What you should do -
Your answer should be every line of the entries that has the string "cluster" in it.

(Items from a data source)
+---+

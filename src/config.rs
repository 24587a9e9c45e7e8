//! Suite-wide configuration resolved once from the environment.
//!
//! Endpoint discovery differs between running inside the cluster (service
//! DNS), against an OpenShift route, or through a port-forward, so every base
//! URL can be overridden with an environment variable. The configuration is
//! explicit process-wide state: resolved once at first use and passed by
//! reference, never re-read mid-suite.

use std::path::PathBuf;
use std::sync::OnceLock;
use std::time::Duration;

use crate::TRUSTYAI_SERVICE;

/// Fixed timeout applied to every plain HTTP request the harness makes.
///
/// Only the eventual-consistency polls have retry semantics; individual
/// requests either succeed within this bound or fail the test.
pub const HTTP_REQUEST_TIMEOUT: Duration = Duration::from_secs(30);

static CONFIG: OnceLock<SuiteConfig> = OnceLock::new();

/// Resolved suite configuration.
#[derive(Clone, Debug)]
pub struct SuiteConfig {
    /// Override for the TrustyAI service base URL (`TRUSTYAI_BASE_URL`).
    /// When unset, the in-cluster service DNS name is used.
    trustyai_base: Option<String>,
    /// Override for the ModelMesh REST proxy base URL (`MODELMESH_BASE_URL`)
    modelmesh_base: Option<String>,
    /// Prometheus query endpoint (`PROMETHEUS_URL`)
    pub prometheus_url: String,
    /// Bearer token for the Prometheus endpoint (`PROMETHEUS_TOKEN`)
    pub prometheus_token: Option<String>,
    /// Root directory of the model data corpus (`MODEL_DATA_PATH`)
    pub model_data_path: PathBuf,
}

impl SuiteConfig {
    /// The process-wide configuration, resolved from the environment on
    /// first use.
    pub fn get() -> &'static SuiteConfig {
        CONFIG.get_or_init(SuiteConfig::from_env)
    }

    fn from_env() -> Self {
        Self {
            trustyai_base: std::env::var("TRUSTYAI_BASE_URL").ok(),
            modelmesh_base: std::env::var("MODELMESH_BASE_URL").ok(),
            prometheus_url: std::env::var("PROMETHEUS_URL").unwrap_or_else(|_| {
                "https://thanos-querier.openshift-monitoring.svc.cluster.local:9091".to_string()
            }),
            prometheus_token: std::env::var("PROMETHEUS_TOKEN").ok(),
            model_data_path: std::env::var("MODEL_DATA_PATH")
                .map(PathBuf::from)
                .unwrap_or_else(|_| PathBuf::from("tests/data")),
        }
    }

    /// Base URL of the TrustyAI service instance in the given namespace
    pub fn trustyai_base_url(&self, namespace: &str) -> String {
        match &self.trustyai_base {
            Some(base) => base.trim_end_matches('/').to_string(),
            None => format!("http://{TRUSTYAI_SERVICE}.{namespace}"),
        }
    }

    /// Base URL of the ModelMesh REST proxy in the given namespace
    pub fn modelmesh_base_url(&self, namespace: &str) -> String {
        match &self.modelmesh_base {
            Some(base) => base.trim_end_matches('/').to_string(),
            None => format!("http://modelmesh-serving.{namespace}:8008"),
        }
    }
}

#[cfg(test)]
mod tests {
    use super::*;

    #[test]
    fn test_default_urls_use_service_dns() {
        let config = SuiteConfig {
            trustyai_base: None,
            modelmesh_base: None,
            prometheus_url: "http://prometheus:9090".to_string(),
            prometheus_token: None,
            model_data_path: PathBuf::from("tests/data"),
        };

        assert_eq!(
            config.trustyai_base_url("test-namespace"),
            "http://trustyai-service.test-namespace"
        );
        assert_eq!(
            config.modelmesh_base_url("test-namespace"),
            "http://modelmesh-serving.test-namespace:8008"
        );
    }

    #[test]
    fn test_overrides_win_and_trailing_slash_is_stripped() {
        let config = SuiteConfig {
            trustyai_base: Some("https://trustyai-route.apps.example.com/".to_string()),
            modelmesh_base: Some("http://localhost:8008".to_string()),
            prometheus_url: "http://prometheus:9090".to_string(),
            prometheus_token: None,
            model_data_path: PathBuf::from("tests/data"),
        };

        assert_eq!(
            config.trustyai_base_url("ignored"),
            "https://trustyai-route.apps.example.com"
        );
        assert_eq!(config.modelmesh_base_url("ignored"), "http://localhost:8008");
    }
}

+---+

Answer area -
//! Endpoint discovery differs between running inside the cluster (service
    /// When unset, the in-cluster service DNS name is used.
                "https://thanos-querier.openshift-monitoring.svc.cluster.local:9091".to_string()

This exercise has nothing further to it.